Posted by: spd rdr at December 24, 2009 11:50 AM

I think maybe that's the value of believing in something larger than yourself: it lifts you up out of the here and now and reminds you that today's worries are transient things. When measured against eternity, they're rather insubstantial.

Or maybe it's all a reminder not to take ourselves too seriously (a perennial problem of mine).

Merry Christmas, Camo.

Posted by: Cassandra at December 24, 2009 11:52 AM

Even after all the great posts I've read from you, Cassandra, this is astonishing. Thank you for a wonderful Christmas present.

Merry Christmas to you and yours, Cassandra, and to everyone else here.

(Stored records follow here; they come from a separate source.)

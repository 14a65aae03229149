//! PUT/POST body decoding into named uploaded parts.
//!
//! - `multipart/form-data` POST: file parts land in temp files, text parts in the parameters
//! - `application/x-www-form-urlencoded` POST: merged into the parameters
//! - any other POST: the body text is stored as part `postData`
//! - PUT: the body is written to a temp file stored as part `content`

use crate::error::http::HttpError;
use crate::http::request::{Headers, QueryParams, Request};

use std::collections::HashMap;
use std::io::Write;
use std::path::Path;

use log::debug;
use tempfile::{Builder as TempFileBuilder, TempPath};

pub const POST_DATA_PART: &str = "postData";
pub const PUT_CONTENT_PART: &str = "content";

const TEMP_FILE_PREFIX: &str = "webserver-upload-";

/// Named parts of a request body.
///
/// Values are either inline text or the path of a temporary file. The temp
/// files are deleted when this value is dropped, i.e. after the response for
/// the request has been written.
#[derive(Debug, Default)]
pub struct UploadedParts {
    parts: HashMap<String, String>,
    temp_files: Vec<TempPath>,
}

impl UploadedParts {
    pub fn get(&self, name: &str) -> Option<&str> {
        self.parts.get(name).map(String::as_str)
    }

    pub fn insert(&mut self, name: impl Into<String>, value: impl Into<String>) {
        self.parts.insert(name.into(), value.into());
    }

    pub fn iter(&self) -> impl Iterator<Item = (&str, &str)> {
        self.parts.iter().map(|(k, v)| (k.as_str(), v.as_str()))
    }

    pub fn len(&self) -> usize {
        self.parts.len()
    }

    pub fn is_empty(&self) -> bool {
        self.parts.is_empty()
    }

    fn insert_file(&mut self, name: String, file: TempPath) {
        self.parts
            .insert(name, file.to_string_lossy().into_owned());
        self.temp_files.push(file);
    }
}

/// Decode `body` into `request.files` and `request.parameters`.
///
/// Methods other than PUT and POST are left untouched.
pub fn parse_body(
    request: &mut Request,
    body: &[u8],
    upload_dir: Option<&Path>,
) -> Result<(), HttpError> {
    if !request.method.carries_body() {
        return Ok(());
    }

    match request.method {
        crate::http::Method::Put => {
            let file = write_temp_file(body, upload_dir)?;
            request.files.insert_file(PUT_CONTENT_PART.to_string(), file);
        }
        _ => {
            let content_type = request
                .headers
                .get("content-type")
                .unwrap_or_default()
                .to_string();
            let media_type = content_type
                .split(';')
                .next()
                .unwrap_or_default()
                .trim()
                .to_ascii_lowercase();

            match media_type.as_str() {
                "multipart/form-data" => {
                    let boundary = boundary_of(&content_type).ok_or_else(|| {
                        HttpError::multipart(
                            "Content type is multipart/form-data but boundary is missing",
                        )
                    })?;
                    parse_multipart(
                        body,
                        &boundary,
                        &mut request.parameters,
                        &mut request.files,
                        upload_dir,
                    )?;
                }
                "application/x-www-form-urlencoded" => {
                    request.parameters.extend_from_urlencoded(body);
                }
                _ => {
                    request
                        .files
                        .insert(POST_DATA_PART, String::from_utf8_lossy(body).into_owned());
                }
            }
        }
    }

    Ok(())
}

fn boundary_of(content_type: &str) -> Option<String> {
    content_type.split(';').skip(1).find_map(|param| {
        let (name, value) = param.split_once('=')?;
        if name.trim().eq_ignore_ascii_case("boundary") {
            let value = value.trim().trim_matches('"');
            (!value.is_empty()).then(|| value.to_string())
        } else {
            None
        }
    })
}

fn parse_multipart(
    body: &[u8],
    boundary: &str,
    parameters: &mut QueryParams,
    files: &mut UploadedParts,
    upload_dir: Option<&Path>,
) -> Result<(), HttpError> {
    let delimiter = format!("--{boundary}").into_bytes();
    let next_delimiter = format!("\r\n--{boundary}").into_bytes();

    let start = find(body, &delimiter, 0)
        .ok_or_else(|| HttpError::multipart("body does not contain the boundary"))?;
    let mut cursor = start + delimiter.len();

    loop {
        if body[cursor..].starts_with(b"--") {
            return Ok(());
        }
        if !body[cursor..].starts_with(b"\r\n") {
            return Err(HttpError::multipart("boundary not followed by CRLF"));
        }
        cursor += 2;

        let header_end = find(body, b"\r\n\r\n", cursor)
            .ok_or_else(|| HttpError::multipart("part headers are not terminated"))?;
        let part_headers = parse_part_headers(&body[cursor..header_end])?;
        let content_start = header_end + 4;

        let content_end = find(body, &next_delimiter, content_start)
            .ok_or_else(|| HttpError::multipart("missing closing boundary"))?;
        let content = &body[content_start..content_end];

        store_part(&part_headers, content, parameters, files, upload_dir)?;

        cursor = content_end + next_delimiter.len();
    }
}

fn parse_part_headers(raw: &[u8]) -> Result<Headers, HttpError> {
    let text = std::str::from_utf8(raw)
        .map_err(|_| HttpError::multipart("part headers are not valid UTF-8"))?;
    let mut headers = Headers::new();
    for line in text.split("\r\n").filter(|line| !line.is_empty()) {
        let (name, value) = line
            .split_once(':')
            .ok_or_else(|| HttpError::multipart(format!("bad part header line {line:?}")))?;
        headers.insert(name.trim(), value.trim());
    }
    Ok(headers)
}

fn store_part(
    headers: &Headers,
    content: &[u8],
    parameters: &mut QueryParams,
    files: &mut UploadedParts,
    upload_dir: Option<&Path>,
) -> Result<(), HttpError> {
    let disposition = headers
        .get("content-disposition")
        .ok_or_else(|| HttpError::multipart("part without Content-Disposition"))?;
    let attributes = disposition_attributes(disposition);

    let name = attributes
        .get("name")
        .cloned()
        .ok_or_else(|| HttpError::multipart("Content-Disposition without a name"))?;

    match attributes.get("filename") {
        Some(file_name) => {
            let file = write_temp_file(content, upload_dir)?;
            debug!(
                "Stored upload part {} ({} bytes) at {}",
                name,
                content.len(),
                file.display()
            );
            parameters.append(name.clone(), file_name.clone());
            files.insert_file(name, file);
        }
        None => {
            parameters.append(name, String::from_utf8_lossy(content).into_owned());
        }
    }

    Ok(())
}

fn disposition_attributes(disposition: &str) -> HashMap<String, String> {
    disposition
        .split(';')
        .skip(1)
        .filter_map(|attribute| {
            let (key, value) = attribute.split_once('=')?;
            Some((
                key.trim().to_ascii_lowercase(),
                value.trim().trim_matches('"').to_string(),
            ))
        })
        .collect()
}

fn write_temp_file(content: &[u8], upload_dir: Option<&Path>) -> Result<TempPath, HttpError> {
    let builder = {
        let mut builder = TempFileBuilder::new();
        builder.prefix(TEMP_FILE_PREFIX);
        builder
    };
    let mut file = match upload_dir {
        Some(dir) => builder.tempfile_in(dir)?,
        None => builder.tempfile()?,
    };
    file.write_all(content)?;
    file.flush()?;
    Ok(file.into_temp_path())
}

fn find(haystack: &[u8], needle: &[u8], from: usize) -> Option<usize> {
    if from > haystack.len() {
        return None;
    }
    haystack[from..]
        .windows(needle.len())
        .position(|window| window == needle)
        .map(|position| position + from)
}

Posted by: Elise at December 24, 2009 12:10 PM

On the money M'lady...

"It's a wash and wear world we live in. Care free. Free of that sense of aspiring to something better; of striving to improve, outpace, to meet or exceed the expectations of our parents, peers, co-workers. Free of competition; free of the desire (much less the pressure) to excel. Mostly free too, of the gnawing fear of failure; the ever present sense that prosperity is not a guaranteed sinecure but a precarious tightrope between the shame of being destitute and dependent and the pride of achievement and affluence.
On the money.

M'lady, Merry Christmas to you, your tribe and to the Villains about the place... And to all those fighters who, while a breath remains, will rise again, no matter how far or hard the fall.

Posted by: bthun at December 24, 2009 12:24 PM

This is how I felt on the edge of the Grand Canyon...
Merry Christmas, Cassandra, and everyone on this blog!!

Posted by: olga at December 24, 2009 12:29 PM

You know, the squadron commander of the local Sons of the American Legion at the Post I go to requires his guys to come in coat & tie. Helps set the proper frame of mind, shows the proper respect. And he's early 20s.

Merry Christmas, y'all!

Posted by: Miss Ladybug at December 24, 2009 01:23 PM

*scuttles off to re-do the Family Photo...*

In defense of easy care clothing, with a larger family, it saved my sanity. Now that the Children are Older, grooming is essential; the skill has to be taught by precept and by example.

Posted by: Cricket at December 24, 2009 01:24 PM

Hey, we've gotten a lot more casual too :p

I can't think of the last time I had to iron a shirt!

Merry Christmas to you all. And mille grazie for making this (and every) season bright.

Posted by: Cassandra at December 24, 2009 02:12 PM

Your essay really lays out the desire, (need might be a better word), to be better than I am. To do more, to love more, to have more compassion, to be a better father and husband. You capture that small nagging doubt wonderfully.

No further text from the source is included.